'Our culture is about sharing': Chef David Wolfman's journey from kitchen to classroom
Wolfman is a chef most known for his Indigenous cuisine with a modern flare
David Wolfman has been shining a spotlight on Indigenous cuisine for decades.
He is an award-winning, internationally recognized chef, educator and expert in wild game.
Wolfman is a member of Xaxli'p First Nation in British Columbia. He's best known for preparing Indigenous cuisine with a modern twist.
He created the first college-level Indigenous cuisine program in Canada at George Brown College in Toronto.
Rosanna Deerchild, host of CBC's Unreserved, spoke with Wolfman about his passion for food and the journey he took to get where he is today. Here is part of their conversation.
Let's go way back to when David was a little wolf pup. Where did your passion for food come from?
Well, I was actually about nine years old. My mom was always telling stories [and] one day I was just really, really hungry — not hungry for stories — but my mom had a way of sharing.
I was in the kitchen, and I could smell something cooking. She asked me what I was doing there and I said, "I came to help." She said, "Good" and then put an apron on me. She was cooking a stew and had bread (buns?) baking in the oven.
She brought me over to the oven to see how they were looking. But, when she took them out, some were broken.
"We better eat them to see what they taste like," she said. Then she grabbed a big tub of margarine and slathered them up. They were so hot I could barely hold them, and she was just laughing at me. We ended up developing this fantastic relationship in the kitchen.
Sharing is so important, not just when it comes to food but with stories and ideas.- David Wolfman
Through her, I developed this hunger for knowledge. Even the way that she was telling me stories taught me something as well. Sharing is so important, not just when it comes to food but with stories and ideas too. I got to spend some really good quality time with her.
All those are such joyful memories. I can almost smell the stew. And when did you first know you wanted to be a chef?
When I was about 15 years old, I worked at a takeout counter. I can remember looking in the kitchen and being mesmerized by the two cooks, Mel and Gus. I'm sure they wouldn't remember me now, but I remember thinking, "Wow, look at these guys. They're serving thousands of people."
It probably was only hundreds, but to me it felt like thousands. I remember Gus came over to me and said, "Quit staring at me. You're creeping me out."
I told him I wanted to be a cook and over time got to know them. At the time I was looking in the window of the kitchen and didn't realize I was looking more in the window of my future.
What was your first recipe that you made and went, "Yes, this is my thing."
I was apprenticing to become a cook at George Brown College, and we were learning some basic skills like cutting carrots, celery and making simple stocks.
I remember I learned how to make ratatouille. There was smoked pork hock, bacon, lots of garlic and onions with tomatoes in this type of ratatouille, which was a really, really rich dish. I made it at school, got my mark then I ate all of mine. I went home and had to make it again. Then for the next month I made it almost every single day.

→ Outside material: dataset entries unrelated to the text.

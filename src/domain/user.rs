use chrono::{DateTime, Utc};
use serde::Serialize;
use uuid::Uuid;

/// A diet tracker account.
///
/// The session token is a bearer credential for everything the user owns,
/// so it is never written into response bodies.
#[derive(Debug, Clone, PartialEq, Eq, Serialize)]
pub struct User {
    pub id: Uuid,
    #[serde(skip_serializing)]
    pub session_id: Uuid,
    pub name: String,
    pub created_at: DateTime<Utc>,
    pub updated_at: DateTime<Utc>,
}

impl User {
    /// Create a user with a freshly issued session token.
    pub fn new(name: String) -> Self {
        let now = super::now();
        Self {
            id: Uuid::new_v4(),
            session_id: Uuid::new_v4(),
            name,
            created_at: now,
            updated_at: now,
        }
    }

    pub fn rename(&mut self, name: String) {
        self.name = name;
        self.updated_at = super::now();
    }
}

#[cfg(test)]
mod tests {
    use super::*;

    #[test]
    fn test_session_token_is_not_serialized() {
        let user = User::new("Ana".into());
        let value = serde_json::to_value(&user).unwrap();
        assert!(value.get("session_id").is_none());
        assert_eq!(value["name"], "Ana");
    }

    #[test]
    fn test_times_are_kept_at_microsecond_precision() {
        let mut user = User::new("Ana".into());
        assert_eq!(user.created_at.timestamp_subsec_nanos() % 1_000, 0);
        user.rename("Bia".into());
        assert_eq!(user.updated_at.timestamp_subsec_nanos() % 1_000, 0);
    }

    #[test]
    fn test_each_user_gets_a_distinct_token() {
        let a = User::new("a".into());
        let b = User::new("b".into());
        assert_ne!(a.session_id, b.session_id);
        assert_ne!(a.id, a.session_id);
    }
}
use axum::{
    Json,
    http::StatusCode,
    response::{IntoResponse, Response},
};
use serde_json::json;
use thiserror::Error;

use crate::validation::ValidationError;

/// Errors surfaced by the HTTP handlers.
///
/// A bad or foreign session token is reported as a missing user so that a
/// caller cannot probe which user ids exist.
#[derive(Error, Debug)]
pub enum ApiError {
    #[error("User not found.")]
    UserNotFound,

    #[error("Meal not found.")]
    MealNotFound,

    #[error("Error on validate schema.")]
    Validation(#[from] ValidationError),

    #[error("Internal error: {0}")]
    Internal(#[from] anyhow::Error),
}

pub type ApiResult<T> = Result<T, ApiError>;

impl IntoResponse for ApiError {
    fn into_response(self) -> Response {
        match self {
            ApiError::UserNotFound | ApiError::MealNotFound => {
                (StatusCode::NOT_FOUND, Json(json!({ "error": self.to_string() }))).into_response()
            }
            ApiError::Validation(ref details) => (
                StatusCode::UNPROCESSABLE_ENTITY,
                Json(json!({ "error": self.to_string(), "details": details })),
            )
                .into_response(),
            ApiError::Internal(ref e) => {
                tracing::error!(error = ?e, "Request failed");
                (
                    StatusCode::INTERNAL_SERVER_ERROR,
                    Json(json!({ "error": "Internal server error." })),
                )
                    .into_response()
            }
        }
    }
}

Why has education become such a central part of your work?
I think education is really about giving. It's really neat because I give people tools that change their lives. I used to say that I change people's lives, but I don't. Everybody gets the same tools — some people pick up the tools and become very, very popular, very famous or very passionate about what they're doing. The most important thing is to have that passion and to share with youth and young people how to develop that passion.
What is it about working with young people in particular that you find inspiring?
I think it's part of our culture. I remember an elder telling me a story, and I asked if I could record him. He said I could, under one condition, and that was I had to share it.
When you share knowledge and give it to other people, they begin to pick it up and add their own flavour.- David Wolfman
Our culture is about sharing and passing on stories.
Yes, it slightly changes, but the main part of the story stays the same. When you share knowledge and give it to other people, they begin to pick it up and add their own flavour, so to speak, and they create new things. I think that came from what my mum did, sharing stories with me.